## TASK ITEM
Report back each line of the records that contains the string "ChartView".

[Saved entries]
[Start of Attachment]
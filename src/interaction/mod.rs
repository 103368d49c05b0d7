//! Range selection: validating, normalizing and presetting time windows.

mod presets;
mod range_policy;
mod range_selection;
mod range_validation;
mod time_of_day;

use serde::{Deserialize, Serialize};

pub use presets::{
    PRESET_END_TIME, PRESET_START_TIME, PresetKind, compute_preset, today_in,
};
pub use range_policy::{MAX_RANGE_DAYS, RangePolicy};
pub use range_selection::{DateSelection, RangeSelection};
pub use range_validation::{ensure_window, is_date_selectable, validate_window};
pub use time_of_day::{
    RangeBoundary, boundary_instant, combine_date_and_time, format_time_of_day,
    parse_time_of_day, split_instant,
};

/// Result of a soft selection change.
///
/// Rejection is routine while a user is picking, so it is a value rather
/// than an error; the previous state stays in effect.
#[derive(Debug, Clone, Copy, PartialEq, Eq, Serialize, Deserialize)]
pub enum SelectionOutcome {
    Applied,
    /// Recorded, but not enough input yet to commit a window.
    Pending,
    Rejected,
}

impl SelectionOutcome {
    #[must_use]
    pub fn is_applied(self) -> bool {
        matches!(self, Self::Applied)
    }

    #[must_use]
    pub fn is_rejected(self) -> bool {
        matches!(self, Self::Rejected)
    }
}
use chrono::{TimeZone, Utc};
use serde::{Deserialize, Serialize};

use crate::core::TimeWindow;
use crate::error::{GanttError, GanttResult};
use crate::interaction::{RangePolicy, ensure_window};
use crate::render::LayoutConfig;

use super::ChartView;

/// Dashboard settings, loadable from JSON.
#[derive(Debug, Clone, PartialEq, Serialize, Deserialize)]
pub struct DashboardConfig {
    #[serde(default = "default_window")]
    pub default_window: TimeWindow,
    #[serde(default)]
    pub default_view: ChartView,
    #[serde(default)]
    pub layout: LayoutConfig,
    #[serde(default)]
    pub range: RangePolicy,
}

impl Default for DashboardConfig {
    fn default() -> Self {
        Self {
            default_window: default_window(),
            default_view: ChartView::default(),
            layout: LayoutConfig::default(),
            range: RangePolicy::default(),
        }
    }
}

impl DashboardConfig {
    #[must_use]
    pub fn with_default_window(mut self, window: TimeWindow) -> Self {
        self.default_window = window;
        self
    }

    #[must_use]
    pub fn with_default_view(mut self, view: ChartView) -> Self {
        self.default_view = view;
        self
    }

    #[must_use]
    pub fn with_layout(mut self, layout: LayoutConfig) -> Self {
        self.layout = layout;
        self
    }

    #[must_use]
    pub fn with_range(mut self, range: RangePolicy) -> Self {
        self.range = range;
        self
    }

    /// Validates nested configs; the default window must fit the range policy.
    pub fn validate(self) -> GanttResult<Self> {
        let layout = self.layout.validate()?;
        let range = self.range.validate()?;
        ensure_window(self.default_window.start(), self.default_window.end(), range).map_err(
            |e| GanttError::InvalidConfig(format!("default window is not selectable: {e}")),
        )?;
        Ok(Self {
            layout,
            range,
            ..self
        })
    }

    pub fn from_json_str(input: &str) -> GanttResult<Self> {
        let config: Self = serde_json::from_str(input).map_err(|e| {
            GanttError::InvalidConfig(format!("failed to parse dashboard config: {e}"))
        })?;
        config.validate()
    }

    pub fn to_json_pretty(&self) -> GanttResult<String> {
        serde_json::to_string_pretty(self).map_err(|e| {
            GanttError::InvalidConfig(format!("failed to serialize dashboard config: {e}"))
        })
    }
}

fn default_window() -> TimeWindow {
    let start = Utc.with_ymd_and_hms(2022, 1, 1, 0, 0, 0).single();
    let end = Utc.with_ymd_and_hms(2022, 1, 3, 23, 59, 59).single();
    start
        .zip(end)
        .and_then(|(start, end)| TimeWindow::new(start, end).ok())
        .unwrap_or_default()
}
use serde::{Deserialize, Serialize};
use tracing::{debug, warn};

use crate::core::{TimeWindow, TimelineRow, WindowScale};
use crate::error::GanttResult;

use super::axis_label_format::format_window_caption;
use super::bar_layout::{BarLayout, layout_bar};
use super::layout_config::LayoutConfig;
use super::time_markers::{TimeMarker, time_markers};

/// Laid-out bars of one aircraft row, in input order.
#[derive(Debug, Clone, PartialEq, Serialize, Deserialize)]
pub struct RowLayout {
    pub id: String,
    pub display_name: String,
    pub bars: Vec<BarLayout>,
}

/// Presentation-neutral Gantt layout for one window.
#[derive(Debug, Clone, PartialEq, Serialize, Deserialize)]
pub struct TimelineLayout {
    #[serde(default)]
    pub title: Option<String>,
    pub window: TimeWindow,
    pub caption: String,
    pub rows: Vec<RowLayout>,
    pub markers: Vec<TimeMarker>,
}

impl TimelineLayout {
    #[must_use]
    pub fn with_title(mut self, title: impl Into<String>) -> Self {
        self.title = Some(title.into());
        self
    }

    #[must_use]
    pub fn bar_count(&self) -> usize {
        self.rows.iter().map(|row| row.bars.len()).sum()
    }
}

/// Result of a layout pass.
///
/// An empty row list is reported explicitly instead of as an empty layout.
#[derive(Debug, Clone, PartialEq, Serialize, Deserialize)]
#[serde(tag = "kind", content = "layout", rename_all = "snake_case")]
pub enum LayoutOutcome {
    NoData,
    Laid(TimelineLayout),
}

impl LayoutOutcome {
    #[must_use]
    pub fn is_no_data(&self) -> bool {
        matches!(self, Self::NoData)
    }

    #[must_use]
    pub fn layout(&self) -> Option<&TimelineLayout> {
        match self {
            Self::NoData => None,
            Self::Laid(layout) => Some(layout),
        }
    }

    #[must_use]
    pub fn into_layout(self) -> Option<TimelineLayout> {
        match self {
            Self::NoData => None,
            Self::Laid(layout) => Some(layout),
        }
    }
}

/// Maps rows of intervals onto fractional bar geometry plus axis markers.
///
/// Fails with `InvalidWindow` for a zero-duration window and with
/// `InvalidInterval` for an interval ending before it starts. The function is
/// pure: identical inputs produce identical outputs.
pub fn compute_layout(
    window: TimeWindow,
    rows: &[TimelineRow],
    config: LayoutConfig,
) -> GanttResult<LayoutOutcome> {
    let config = config.validate()?;
    let scale = WindowScale::new(window).inspect_err(|err| {
        warn!(error = %err, "rejecting layout pass");
    })?;

    if rows.is_empty() {
        debug!("layout pass without rows");
        return Ok(LayoutOutcome::NoData);
    }

    let rows = rows
        .iter()
        .map(|row| {
            let bars = row
                .intervals
                .iter()
                .map(|interval| layout_bar(interval, scale, config.width_floor))
                .collect::<GanttResult<Vec<_>>>()?;
            Ok(RowLayout {
                id: row.id.clone(),
                display_name: row.display_name.clone(),
                bars,
            })
        })
        .collect::<GanttResult<Vec<_>>>()?;
    let markers = time_markers(window, config.marker_step_hours, config.timezone)?;

    let layout = TimelineLayout {
        title: None,
        window,
        caption: format_window_caption(window, config.timezone),
        rows,
        markers,
    };
    debug!(
        rows = layout.rows.len(),
        bars = layout.bar_count(),
        markers = layout.markers.len(),
        "computed timeline layout"
    );
    Ok(LayoutOutcome::Laid(layout))
}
[End of Attachment]
## SOLUTION
use super::ChartView;
    pub default_view: ChartView,
            default_view: ChartView::default(),
    pub fn with_default_view(mut self, view: ChartView) -> Self {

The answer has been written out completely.